When unexpected financial needs arise, it may be tempting to take a loan from your workplace retirement plan account. It may be easier to get than most types of loans, the interest rates are competitive, and because you’re essentially borrowing from yourself, you get to pay yourself back—with interest.
Borrower Beware
But before you decide to tap into your retirement savings, consider these serious drawbacks:
- The money you borrow is no longer invested, so you could miss out on the potential tax-deferred growth of the loan amount.
- You may not be able to afford contributions to your account while paying back the loan. You may also miss out on matching contributions, if available in your plan.

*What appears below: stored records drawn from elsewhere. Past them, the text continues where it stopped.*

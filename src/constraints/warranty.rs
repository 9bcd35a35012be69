// ============================================================================
// Warranty Pace Check
// Advisory only: never changes the financial outcome
// ============================================================================

use crate::formulas::DAYS_PER_YEAR;
use crate::numeric::{Amount, NumericResult};

#[cfg(feature = "serde")]
use serde::{Deserialize, Serialize};

/// Whether the cycling rate exhausts the guaranteed cycles early.
#[derive(Debug, Clone, PartialEq, Eq)]
#[cfg_attr(feature = "serde", derive(Serialize, Deserialize))]
pub struct WarrantyCheck {
    pub cycles_per_day: Amount,
    pub warranty_years: Amount,
    pub guaranteed_cycles: Amount,
    /// `guaranteed cycles / (cycles per day × 365)`; None when the battery
    /// does not cycle
    pub years_at_current_cycles: Option<Amount>,
    pub exceeds_warranty_pace: bool,
    pub message: Option<String>,
}

/// Compare cycle life at the planned cycling rate with the warranty years.
pub fn check_warranty_pace(
    cycles_per_day: Amount,
    warranty_years: Amount,
    guaranteed_cycles: Amount,
) -> NumericResult<WarrantyCheck> {
    let cycles_per_year = cycles_per_day.checked_mul(DAYS_PER_YEAR)?;
    let years_at_current_cycles = if cycles_per_year.is_positive() {
        Some(guaranteed_cycles.checked_div(cycles_per_year)?)
    } else {
        None
    };

    let exceeds_warranty_pace = years_at_current_cycles.is_some_and(|years| years < warranty_years);

    let message = match years_at_current_cycles {
        Some(years) if exceeds_warranty_pace => Some(format!(
            "At {} cycles per day the {} guaranteed cycles last {} years, less than the {}-year warranty",
            cycles_per_day,
            guaranteed_cycles,
            years.round_dp(1),
            warranty_years
        )),
        _ => None,
    };

    Ok(WarrantyCheck {
        cycles_per_day,
        warranty_years,
        guaranteed_cycles,
        years_at_current_cycles,
        exceeds_warranty_pace,
        message,
    })
}
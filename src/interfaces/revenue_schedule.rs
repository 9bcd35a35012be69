// ============================================================================
// Revenue Schedule Interface
// Defines the contract for grid-services income over the projection horizon
// ============================================================================

use crate::domain::GridServicesProjection;
use crate::numeric::{Kw, NumericResult};

/// Strategy pattern interface for grid-services income
/// Implementations: FlatRateSchedule, ZoneCampaignSchedule
pub trait RevenueSchedule: Send + Sync {
    /// Project grid-services income for a battery over `projection_years`
    ///
    /// # Arguments
    /// * `max_discharge_kw` - The battery's discharge power
    /// * `projection_years` - Horizon, at least 1
    ///
    /// # Returns
    /// Year-one income, total and yearly average over the horizon
    fn project(&self, max_discharge_kw: Kw, projection_years: u32) -> NumericResult<GridServicesProjection>;

    /// Get the schedule name for logging
    fn name(&self) -> &str;
}
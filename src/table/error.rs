//! Table error definitions

use std::error::Error;
use std::fmt;

/// Table error types
#[derive(Debug, PartialEq, Eq)]
pub enum TableError {
    /// Table constructed with zero buckets
    ZeroCapacity,
}

impl fmt::Display for TableError {
    fn fmt(&self, f: &mut fmt::Formatter<'_>) -> fmt::Result {
        match self {
            TableError::ZeroCapacity => {
                write!(f, "capacity must be positive: a zero-bucket table has no index space")
            }
        }
    }
}

impl Error for TableError {}

/// Result type for table operations
pub type TableResult<T> = Result<T, TableError>;
// Hash functions for string keys

/// djb2 hash implementation for strings
/// Returns a 64-bit integer hash value
///
/// This is the digest the table uses for bucket indexing. It must stay
/// deterministic across runs, so the process-seeded standard hasher is
/// deliberately not used here.
pub fn djb2_hash(s: &str) -> u64 {
    // djb2 seed
    const DJB2_SEED: u64 = 5381;

    let mut hash = DJB2_SEED;

    // hash = hash * 33 + byte, with wrapping arithmetic on overflow
    for byte in s.as_bytes() {
        hash = hash
            .wrapping_mul(33)
            .wrapping_add(*byte as u64);
    }

    hash
}

/// Map a key to a bucket index in `[0, capacity)`
///
/// The digest is unsigned, so the modulo is already non-negative.
/// `capacity` must be positive; the table constructor guarantees this.
pub fn bucket_index(key: &str, capacity: usize) -> usize {
    (djb2_hash(key) % capacity as u64) as usize
}

/// FNV-1a hash implementation for strings
/// Returns a 64-bit integer hash value
///
/// Comparison alternate only; never consulted for bucket indexing.
pub fn fnv1a_hash(s: &str) -> u64 {
    // FNV-1a constants
    const FNV_OFFSET_BASIS: u64 = 14695981039346656037;
    const FNV_PRIME: u64 = 1099511628211;

    let mut hash = FNV_OFFSET_BASIS;

    for byte in s.as_bytes() {
        hash ^= *byte as u64;
        hash = hash.wrapping_mul(FNV_PRIME);
    }

    hash
}

/// xxHash64 for strings, via the xxhash-rust crate
/// Comparison alternate only
pub fn xxh64_hash(s: &str) -> u64 {
    xxhash_rust::xxh64::xxh64(s.as_bytes(), 0)
}

/// CRC32 digest for strings, via the crc32fast crate
/// Comparison alternate only
pub fn crc32_hash(s: &str) -> u32 {
    crc32fast::hash(s.as_bytes())
}
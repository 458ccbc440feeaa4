// Chained hash table with string keys and caller-driven capacity doubling

use crate::hash::bucket_index;

// Re-export error types and result type
pub mod error;
pub use error::{TableError, TableResult};

/// A single key/value entry in a bucket chain
///
/// Each entry exclusively owns its successor, so a chain is torn down
/// link by link and no entry is ever shared between chains.
struct Entry<V> {
    key: String,
    value: V,
    next: Option<Box<Entry<V>>>,
}

impl<V> Entry<V> {
    /// Create a new chain entry with no successor
    fn new(key: String, value: V) -> Self {
        Entry {
            key,
            value,
            next: None,
        }
    }
}

/// Diagnostic side channel for non-fatal notices
///
/// Removing an absent key is reported here instead of failing the
/// operation. The default implementation writes to stderr; tests plug in
/// a recording implementation so nothing has to capture console output.
pub trait Notifier: Send {
    /// Report a non-fatal notice
    fn notify(&self, message: &str);
}

/// Default notifier that writes notices to stderr
pub struct StderrNotifier;

impl Notifier for StderrNotifier {
    fn notify(&self, message: &str) {
        eprintln!("{}", message);
    }
}

/// Hash table structure
///
/// `capacity` buckets of singly linked chains, indexed by the djb2 digest
/// of the key modulo the current capacity. Growth only happens when the
/// caller asks for it via [`HashTable::resize`]; insert never grows the
/// table on its own.
pub struct HashTable<V> {
    /// Number of buckets
    capacity: usize,
    /// One slot per bucket, each holding the head of a chain or nothing
    storage: Vec<Option<Box<Entry<V>>>>,
    /// Number of live entries across all chains
    len: usize,
    /// Sink for non-fatal notices
    notifier: Box<dyn Notifier>,
}

impl<V> HashTable<V> {
    /// Create a new hash table with the specified number of buckets
    ///
    /// Fails with [`TableError::ZeroCapacity`] if `capacity` is zero,
    /// since a zero-bucket table has no valid index space.
    pub fn new(capacity: usize) -> TableResult<Self> {
        Self::with_notifier(capacity, Box::new(StderrNotifier))
    }

    /// Create a new hash table that reports notices through `notifier`
    pub fn with_notifier(capacity: usize, notifier: Box<dyn Notifier>) -> TableResult<Self> {
        if capacity == 0 {
            return Err(TableError::ZeroCapacity);
        }

        let mut storage = Vec::with_capacity(capacity);
        storage.resize_with(capacity, || None);

        Ok(HashTable {
            capacity,
            storage,
            len: 0,
            notifier,
        })
    }

    /// Number of buckets in the table
    pub fn capacity(&self) -> usize {
        self.capacity
    }

    /// Number of live entries in the table
    pub fn len(&self) -> usize {
        self.len
    }

    /// Check if the table holds no entries
    pub fn is_empty(&self) -> bool {
        self.len == 0
    }

    /// Push an entry onto the front of the chain at `index`
    ///
    /// Both insert and resize place entries through this, so chains grow
    /// newest-first everywhere.
    fn push_front(storage: &mut [Option<Box<Entry<V>>>], index: usize, mut entry: Box<Entry<V>>) {
        entry.next = storage[index].take();
        storage[index] = Some(entry);
    }

    /// Store the value with the given key
    ///
    /// Collisions chain at the front of the bucket, so the newest entry is
    /// found first. The existing chain is NOT searched for a matching key:
    /// inserting the same key twice stacks two entries, and the newer one
    /// shadows the older on retrieval until it is removed. This shadowing
    /// is intended chain behavior, not a defect to fix here.
    pub fn insert(&mut self, key: &str, value: V) {
        let index = bucket_index(key, self.capacity);
        let entry = Box::new(Entry::new(key.to_owned(), value));

        Self::push_front(&mut self.storage, index, entry);
        self.len += 1;
    }

    /// Retrieve the value stored with the given key
    ///
    /// Walks the chain from the head and returns the first exact match.
    /// A missing key is an expected outcome, reported as `None`.
    pub fn retrieve(&self, key: &str) -> Option<&V> {
        let index = bucket_index(key, self.capacity);

        let mut current = self.storage[index].as_deref();
        while let Some(entry) = current {
            if entry.key == key {
                return Some(&entry.value);
            }
            current = entry.next.as_deref();
        }

        None
    }

    /// Remove the value stored with the given key
    ///
    /// Unlinks the first matching entry walking from the chain head; if
    /// duplicates of the key exist, the older ones stay reachable and the
    /// next one resurfaces on lookup. Removing an absent key is non-fatal:
    /// a notice goes to the notifier and the table is left unchanged.
    pub fn remove(&mut self, key: &str) {
        let index = bucket_index(key, self.capacity);

        // Head of the chain matches: the slot takes the successor
        let head_matches = match self.storage[index].as_ref() {
            Some(entry) => entry.key == key,
            None => false,
        };
        if head_matches {
            if let Some(head) = self.storage[index].take() {
                self.storage[index] = head.next;
                self.len -= 1;
            }
            return;
        }

        // Interior match: look one link ahead so the predecessor can relink
        let mut current = self.storage[index].as_deref_mut();
        while let Some(entry) = current {
            let next_matches = match entry.next.as_ref() {
                Some(next) => next.key == key,
                None => false,
            };
            if next_matches {
                if let Some(removed) = entry.next.take() {
                    entry.next = removed.next;
                    self.len -= 1;
                }
                return;
            }
            current = entry.next.as_deref_mut();
        }

        self.notifier
            .notify(&format!("entry with key: {} does not exist!", key));
    }

    /// Double the capacity of the table and rehash all entries
    ///
    /// Every entry is re-placed under the new capacity with the same
    /// push-front insert the table always uses, so same-bucket order after
    /// a resize may differ from before. The new storage is fully built
    /// before the table is touched; if allocation fails, the table is
    /// still valid at its old capacity.
    pub fn resize(&mut self) {
        let new_capacity = self.capacity * 2;

        let mut new_storage: Vec<Option<Box<Entry<V>>>> = Vec::with_capacity(new_capacity);
        new_storage.resize_with(new_capacity, || None);

        // Full rehash: every chain, head to tail, re-placed under the new
        // capacity
        let old_storage = std::mem::take(&mut self.storage);
        for slot in old_storage {
            let mut current = slot;
            while let Some(mut entry) = current {
                current = entry.next.take();

                let index = bucket_index(&entry.key, new_capacity);
                Self::push_front(&mut new_storage, index, entry);
            }
        }

        self.storage = new_storage;
        self.capacity = new_capacity;
    }
}

/// Retrieval sugar over [`HashTable::retrieve`]
///
/// Panics on an absent key; use `retrieve` when a missing key is expected.
impl<V> std::ops::Index<&str> for HashTable<V> {
    type Output = V;

    fn index(&self, key: &str) -> &V {
        match self.retrieve(key) {
            Some(value) => value,
            None => panic!("no entry found for key: {}", key),
        }
    }
}

/// Implement Drop to tear chains down iteratively
///
/// The default recursive drop of an owned-successor chain can overflow
/// the stack on a very long chain.
impl<V> Drop for HashTable<V> {
    fn drop(&mut self) {
        for slot in &mut self.storage {
            let mut current = slot.take();
            while let Some(mut entry) = current {
                current = entry.next.take();
            }
        }
    }
}

#[cfg(test)]
mod tests {
    include!("tests.rs");
}
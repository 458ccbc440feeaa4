use criterion::{black_box, criterion_group, criterion_main, Criterion};
use rand::Rng;

// Reference the main crate
extern crate chaintable;

// Import the hash functions from the main crate
use chaintable::hash::{bucket_index, crc32_hash, djb2_hash, fnv1a_hash, xxh64_hash};

// Generate a random string of specified length
fn generate_random_string(length: usize) -> String {
    const CHARSET: &[u8] = b"ABCDEFGHIJKLMNOPQRSTUVWXYZabcdefghijklmnopqrstuvwxyz0123456789";
    let mut rng = rand::thread_rng();
    let mut s = String::with_capacity(length);

    for _ in 0..length {
        let idx = rng.gen_range(0..CHARSET.len());
        s.push(CHARSET[idx] as char);
    }

    s
}

// Benchmark digest functions with short strings
pub fn bench_short_strings(c: &mut Criterion) {
    let s = generate_random_string(10);

    let mut group = c.benchmark_group("ShortStrings");

    group.bench_function("djb2_hash", |b| b.iter(|| djb2_hash(black_box(&s))));
    group.bench_function("fnv1a_hash", |b| b.iter(|| fnv1a_hash(black_box(&s))));
    group.bench_function("xxh64_hash", |b| b.iter(|| xxh64_hash(black_box(&s))));
    group.bench_function("crc32_hash", |b| b.iter(|| crc32_hash(black_box(&s))));

    group.finish();
}

// Benchmark digest functions with medium strings
pub fn bench_medium_strings(c: &mut Criterion) {
    let s = generate_random_string(100);

    let mut group = c.benchmark_group("MediumStrings");

    group.bench_function("djb2_hash", |b| b.iter(|| djb2_hash(black_box(&s))));
    group.bench_function("fnv1a_hash", |b| b.iter(|| fnv1a_hash(black_box(&s))));
    group.bench_function("xxh64_hash", |b| b.iter(|| xxh64_hash(black_box(&s))));
    group.bench_function("crc32_hash", |b| b.iter(|| crc32_hash(black_box(&s))));

    group.finish();
}

// Benchmark digest functions with long strings
pub fn bench_long_strings(c: &mut Criterion) {
    let s = generate_random_string(1000);

    let mut group = c.benchmark_group("LongStrings");

    group.bench_function("djb2_hash", |b| b.iter(|| djb2_hash(black_box(&s))));
    group.bench_function("fnv1a_hash", |b| b.iter(|| fnv1a_hash(black_box(&s))));
    group.bench_function("xxh64_hash", |b| b.iter(|| xxh64_hash(black_box(&s))));
    group.bench_function("crc32_hash", |b| b.iter(|| crc32_hash(black_box(&s))));

    group.finish();
}

// Benchmark bucket index derivation over a stream of formatted keys
pub fn bench_bucket_index(c: &mut Criterion) {
    let count = 1000;

    let mut group = c.benchmark_group("BucketIndex");

    for capacity in [2usize, 64, 4096] {
        group.bench_function(format!("capacity_{}", capacity), |b| {
            b.iter(|| {
                let mut rng = rand::thread_rng();
                for _ in 0..count {
                    let line_id = rng.gen_range(0..u32::MAX);
                    let key = format!("line_{}", line_id);
                    black_box(bucket_index(&key, capacity));
                }
            })
        });
    }

    group.finish();
}

// Export the benchmark group for criterion
criterion_group!(
    benches,
    bench_short_strings,
    bench_medium_strings,
    bench_long_strings,
    bench_bucket_index
);

// Only run the benchmark group when this file is executed directly
criterion_main!(benches);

- If you stop your loan payments—or if you leave (or lose) your job and can’t repay your balance—you may have to pay substantial taxes. That could include both federal income tax and a 10% early withdrawal penalty, plus state and local taxes if applicable.
- Your interest payments are not tax-deductible.
- Your loan payments are taxed twice, first when you make them with after-tax income and again when you withdraw the money in retirement.
About Plan Loans
- Most workplace retirement plans offer loans.
- Your plan may allow loans for any reason; only for specified purposes (such as, purchase of a home or educational expenses); or only for financial hardship (such as, medical expenses or eviction).
- Most plans allow loans of 50% of your vested balance, but no more than $50,000.
- The typical repayment period is five years.
- Interest rates are usually 1 or 2% above prime.
Explore the Alternatives
Your retirement plan is designed for long-term investing, so it makes sense to think of your plan as off-limits until retirement. Establish a separate emergency account to help protect against unexpected short-term financial problems. Don’t touch that money until you really need it.
If you face a real emergency and have exhausted all other options, a loan from your plan may be your last resort, in that case, try to pay off the loan as quickly as possible. Keep up with your regular contributions to minimize the negative impact on your account balance. Think very carefully before borrowing from yourself to pay for an immediate financial need. You may want to consult a financial professional for help with this important decision.